During the past years, container orchestration and scheduling have attracted quite a lot research attention. In the containers orchestration platforms, such as Swarm [2] and Kubernetes [3], they typically adopt queue-based scheduler which process one container at a time (process one pod at a time in Kubernetes). The requested container first waits in a queue until the scheduler fetches it and performs the scheduling algorithm. Regarding the scheduling algorithms to the queue-based scheduler, variants of heuristic packing algorithms, such as Best-Fit Decreasing (BFD) and First-Fit Decreasing (FFD) [6, 16], are often used to achieve practical solutions.

Container-by-container scheduling has the advantage of being suitable for concurrent, parallel decisions in distributed scheduler [9, 19]. On the contrary, scheduling one container at a time also has a crucial disadvantage: the scheduler makes a decision early for a container and restricts its choices for the waiting containers, where it is difficult to make a high-quality placement. To schedule a batch of tasks concurrently, the most common method is using meta-heuristic algorithms [17, 25], which consider the scheduling problem as a whole and find an optimal solution offline. However, they often face difficulties online for a real-time response to dynamic requests [26].

In this paper, we propose ECSched, an efficient container scheduler that can make high-quality and fast placement decisions for concurrent deployment requests on heterogeneous clusters. We map the scheduling problem to a graphic data structure and model it as minimum cost flow problem (MCFP). In the model, edge weights and capacities encode the container demands of multiple resources and container/machine affinities. We implement ECSched based on classical MCFP algorithms and problem-specific optimizations, which can compute the optimal solution online according to our cost model. We evaluate ECSched in a small-scale cluster and large-scale simulations. In the evaluation, we show that ECSched exceeds the placement quality of state-of-the-art container schedulers with relatively small overheads, while providing \(1.1{\times }\) better resource efficiency and \(1.3{\times }\) lower average container completion time.

2 Problem Formulation

In this section, we first formulate the containers scheduling problem with networked heterogeneous machines in the cluster. Then, we analyze different requirements for container deployment.

2.1 Model Description

In container-based infrastructure, the cluster is typically composed of a set of networked heterogeneous machines \(\{\mathbb {M} = \{m_{1},m_{2},...,m_{M}\}\) where \(M = |\mathbb {M}|\) is the number of machines. We consider R types of resources \(\mathbb {R} = \{r_{1},r_{2},...,r_{R}\}\) (e.g., CPU, memory, or network bandwidth) in each machine. For machine \(m_{i}\), let \(\overrightarrow{V_{i}} = (V_{i}^{1}, V_{i}^{2}, ..., V_{i}^{R})\) be the vector of its resource capacities where the element \(V_{i}^{j}\) denotes the total amount of resource \(r_{j}\) available on machine \(m_{i}\).

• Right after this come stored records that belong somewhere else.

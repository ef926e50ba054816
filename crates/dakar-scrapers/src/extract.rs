use crate::profile::{profile, CategoryProfile, Field, Locator};
use dakar_core::{Category, DakarError, Result, VehicleRecord};
use scraper::{ElementRef, Html, Selector};
use thiserror::Error;
use tracing::debug;

/// Why a listing container produced no record.
#[derive(Debug, Clone, PartialEq, Eq, Error)]
pub enum ContainerParseError {
    #[error("no title element")]
    MissingTitle,
    #[error("title {0:?} has fewer than two tokens")]
    ShortTitle(String),
    #[error("missing required field {0:?}")]
    MissingField(Field),
}

/// Turns the markup of one feed page into records for one category.
///
/// Extraction is a pure function of the markup: containers that lack a
/// required field are skipped, everything else is emitted in document order.
#[derive(Debug)]
pub struct ListingExtractor {
    profile: &'static CategoryProfile,
    container: Selector,
    title: Selector,
    attributes: Selector,
    /// Compiled selector per rule, `None` for attribute-list rules.
    rule_selectors: Vec<Option<Selector>>,
}

fn parse_selector(selector: &str) -> Result<Selector> {
    Selector::parse(selector).map_err(|e| DakarError::Scraping(e.to_string()))
}

fn element_text(element: ElementRef) -> String {
    element.text().collect::<String>()
}

impl ListingExtractor {
    pub fn new(category: Category) -> Result<Self> {
        Self::from_profile(profile(category))
    }

    pub fn from_profile(profile: &'static CategoryProfile) -> Result<Self> {
        let rule_selectors = profile
            .rules
            .iter()
            .map(|rule| match rule.locator {
                Locator::Element(selector) => parse_selector(selector).map(Some),
                Locator::Attribute(_) => Ok(None),
            })
            .collect::<Result<Vec<_>>>()?;

        Ok(Self {
            profile,
            container: parse_selector(profile.container)?,
            title: parse_selector(profile.title)?,
            attributes: parse_selector(profile.attributes)?,
            rule_selectors,
        })
    }

    pub fn extract(&self, markup: &str) -> Vec<VehicleRecord> {
        let document = Html::parse_document(markup);
        let mut records = Vec::new();

        for (index, container) in document.select(&self.container).enumerate() {
            match self.extract_container(container) {
                Ok(record) => records.push(record),
                Err(e) => debug!("Skipping {} listing #{}: {}", self.profile.category, index, e),
            }
        }

        records
    }

    fn extract_container(&self, container: ElementRef) -> std::result::Result<VehicleRecord, ContainerParseError> {
        // Title phrase: brand first, year last, model in between
        let title = container
            .select(&self.title)
            .next()
            .map(element_text)
            .ok_or(ContainerParseError::MissingTitle)?;
        let tokens: Vec<&str> = title.split_whitespace().collect();
        let (brand, year) = match tokens.as_slice() {
            [first, .., last] => (first.to_string(), last.to_string()),
            _ => return Err(ContainerParseError::ShortTitle(title.trim().to_string())),
        };
        let model = tokens[1..tokens.len() - 1].join(" ");

        // Attribute list, addressed by position
        let attributes: Vec<String> = container.select(&self.attributes).map(element_text).collect();

        let mut record = VehicleRecord {
            brand,
            model,
            year,
            mileage: None,
            gearbox: None,
            fuel_type: None,
            address: None,
            owner: None,
            price: String::new(),
        };

        // Fill the mapped fields, bailing out on the first missing required one
        for (rule, selector) in self.profile.rules.iter().zip(&self.rule_selectors) {
            let raw = match (rule.locator, selector) {
                (Locator::Attribute(i), _) => attributes.get(i).cloned(),
                (Locator::Element(_), Some(selector)) => container.select(selector).next().map(element_text),
                (Locator::Element(_), None) => None,
            };
            let value = raw
                .map(|text| rule.transform.apply(&text))
                .filter(|text| !text.is_empty());

            if value.is_none() && rule.required {
                return Err(ContainerParseError::MissingField(rule.field));
            }

            match rule.field {
                Field::Mileage => record.mileage = value,
                Field::Gearbox => record.gearbox = value,
                Field::FuelType => record.fuel_type = value,
                Field::Address => record.address = value,
                Field::Owner => record.owner = value,
                Field::Price => record.price = value.unwrap_or_default(),
            }
        }

        if record.price.is_empty() {
            return Err(ContainerParseError::MissingField(Field::Price));
        }

        Ok(record)
    }
}
mod export;
mod persistence;
mod run;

We model the deployment request in the scheduler as a set of containers \(\mathbb {C} = \{c_{1},c_{2},...,c_{N}\}\) that are to be deployed on M machines, and \(N = |\mathbb {C}|\) is the number of containers. For container \(c_{i}\), let \(\overrightarrow{D_{i}} = (D_{i}^{1},D_{i}^{2},...,D_{i}^{R})\) be the vector of its resource demands, where the element \(D_{i}^{j}\) denotes the amount of resource \(r_{j}\) that the container \(c_{i}\) demands. To affinity specification, let matrix \(\mathbb {CA} = [CA_{ij}]_{N\times N}\) denote the container affinity. If \(CA_{ij} = 1\), it means that the container \(c_{i}\) has a affinity with container \(c_{j}\). Let matrix \(\mathbb {MA} = [MA_{ij}]_{N\times M}\) denote the machine affinity. If \(MA_{ij} = 1\), it means that the container \(c_{i}\) has a affinity with machine \(m_{j}\).

Next, we model a placement solution of the scheduler. Note that a placement solution means a mapping of containers to machines on the cluster in this paper. Let matrix \(\mathbb {X} = [X_{ij}]_{N\times M}\) denote a solution, where \(X_{ij}\) is 1 if container \(c_{i}\) is to be deployed on machine \(m_{j}\), otherwise \(X_{ij}\) is 0.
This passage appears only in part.